So I was not close with Colleen.  I've not seen her since high school.  But thanks to Facebook, we were able to keep up with each other from a distance.




But she was one of the most sincerely sweet girls I've ever met.  She just didn't have a judgmental bone in her body.  And I find that to be the most attractive personality trait.  One I don't possess, but aspire to.  She was kind beyond words.  She told people she appreciated them and was so unbelievably upbeat.  Such a really wonderful person.

This has had a pretty profound impact on me.

Not in a crumble to the floor sobbing sort of way {though several tears were shed}.  More looking at this life of a woman who in many ways was like me.  Unmarried and without children.  Which to me feels like a life unfinished.  We are the exact same age as we graduated in the same class.  She went in to take care of something minor.

That could be me.

And I don't want to leave this world with a life unfinished.

Now please don't think I am in any way saying that her life was incomplete.  I am more looking at this situation through a mirror and internalizing all of it.

But no matter what you have or don't have in your life, 35 is too damn young to die.

No one says of a deceased 35 year old, well she lived a good life but it was her time to go.

Hell no.  She was so young.  She was healthy.  She was full if life and love.  She was so loved.  She was such a wonderful display of humanity on a daily basis.

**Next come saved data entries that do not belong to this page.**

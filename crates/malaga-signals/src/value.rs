//! Range-position value alpha.

use crate::rank::rank_rows;
use malaga_traits::stats::{EPSILON, rolling_max, rolling_min};
use malaga_traits::{AlphaKind, AlphaScorer, PricePanel, Result, ScoreOutput};
use ndarray::Array2;
use serde::{Deserialize, Serialize};

/// Configuration for the value alpha.
#[derive(Debug, Clone, PartialEq, Eq, Serialize, Deserialize)]
#[serde(default)]
pub struct ValueConfig {
    /// Trailing range window in trading days (default: 252).
    pub window: usize,
}

impl Default for ValueConfig {
    fn default() -> Self {
        Self { window: 252 }
    }
}

/// Cheapness relative to the trailing trading range.
///
/// `%B = (p - min_N) / (max_N - min_N + ε)` places the price inside its
/// `N`-day range; the negated `%B` is ranked so instruments near their low
/// score high.
#[derive(Debug, Clone, Default)]
pub struct Value {
    config: ValueConfig,
}

impl Value {
    /// Create a value scorer with the given configuration.
    #[must_use]
    pub const fn new(config: ValueConfig) -> Self {
        Self { config }
    }
}

impl AlphaScorer for Value {
    fn kind(&self) -> AlphaKind {
        AlphaKind::Value
    }

    fn lookback(&self) -> usize {
        self.config.window
    }

    fn score(&self, prices: &PricePanel) -> Result<ScoreOutput> {
        let window = self.config.window;
        let values = prices.values();
        let mut raw = Array2::from_elem(values.dim(), f64::NAN);

        for (i, column) in values.columns().into_iter().enumerate() {
            let series = column.to_vec();
            let lo = rolling_min(&series, window);
            let hi = rolling_max(&series, window);
            for t in 0..series.len() {
                let pct_b = (series[t] - lo[t]) / (hi[t] - lo[t] + EPSILON);
                raw[[t, i]] = -pct_b;
            }
        }

        let scores = prices.panel().with_values(rank_rows(&raw))?;
        Ok(ScoreOutput::new(scores))
    }
}

#[cfg(test)]
mod tests {
    use super::*;
    use crate::testing::panel_from_columns;

    #[test]
    fn test_near_low_scores_high() {
        let n = 40;
        let falling: Vec<f64> = (0..n).map(|t| 200.0 - t as f64).collect();
        let rising: Vec<f64> = (0..n).map(|t| 100.0 + t as f64).collect();
        let mut middle: Vec<f64> = (0..n)
            .map(|t| if t % 2 == 0 { 100.0 } else { 120.0 })
            .collect();
        middle[n - 1] = 110.0;
        let prices = panel_from_columns(&[falling, rising, middle]);

        let out = Value::new(ValueConfig { window: 10 }).score(&prices).unwrap();
        let last = n - 1;
        assert_eq!(out.scores.get(last, 0), Some(1.0));
        assert_eq!(out.scores.get(last, 1), Some(-1.0));
        assert_eq!(out.scores.get(last, 2), Some(0.0));
    }

    #[test]
    fn test_before_window_is_neutral() {
        let prices = panel_from_columns(&[
            (0..30).map(|t| 10.0 + t as f64).collect(),
            (0..30).map(|t| 50.0 - t as f64).collect(),
        ]);
        let out = Value::new(ValueConfig { window: 10 }).score(&prices).unwrap();
        for t in 0..9 {
            assert_eq!(out.scores.get(t, 0), Some(0.0));
        }
        assert_eq!(out.scores.get(9, 0), Some(-1.0));
    }
}
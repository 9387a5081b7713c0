//! Equal-weighted signal combination strategy.

use crate::combiner::Combiner;
use crate::model::LambdaModel;
use malaga_traits::{AlphaKind, AlphaSet, Fitted, PricePanel, Result};

/// Combiner that puts `1/K` on every alpha without looking at returns.
///
/// This is the same model the ridge combiner falls back to, offered as a
/// method of its own so runs can skip the regression entirely.
///
/// # Examples
///
/// ```rust,no_run
/// use malaga_combine::{Combiner, EqualWeightCombiner};
/// # fn demo(alphas: &malaga_traits::AlphaSet, prices: &malaga_traits::PricePanel) -> malaga_traits::Result<()> {
/// let model = EqualWeightCombiner.fit(alphas, prices)?.into_value();
/// let combined = model.predict(alphas)?;
/// # Ok(())
/// # }
/// ```
#[derive(Debug, Clone, Copy, Default)]
pub struct EqualWeightCombiner;

impl Combiner for EqualWeightCombiner {
    fn fit(&self, alphas: &AlphaSet, prices: &PricePanel) -> Result<Fitted<LambdaModel>> {
        prices
            .panel()
            .ensure_same_index(alphas.get(AlphaKind::Momentum), "alpha set")?;
        Ok(Fitted::Estimated(LambdaModel::equal()))
    }

    fn name(&self) -> &str {
        "equal_weight"
    }
}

All weekend I have just sort of had a running dialog about how much I hold back in life and how I need to let Colleen's life push me to take bigger chances.  Because you truly never know when you will be taking your last breath or hugging your last loved one or posting for the last time on Facebook.

Oh and Colleen's last post on Facebook was talking about how much goodness and humanity are all around her.  How people in her life were so honest and caring and helpful.  She saw the good in everyone.

Sweet Colleen, you are a beautiful reminder to spend my energy on loving more and laughing as often as possible!


2 comments:

Flo said...

So sad, 35 is way too young to die. (((HUGS)))

Katiellirb said...

Oh my - I am so sorry for the loss of your friend Colleen. With only your reading your description, she sounded like a truely wonderful person. So if anything, I think she would have wanted her passing to be a positive for you. I'm glad that you're using this experience to make some changes, so her life wouldn't have been in vain.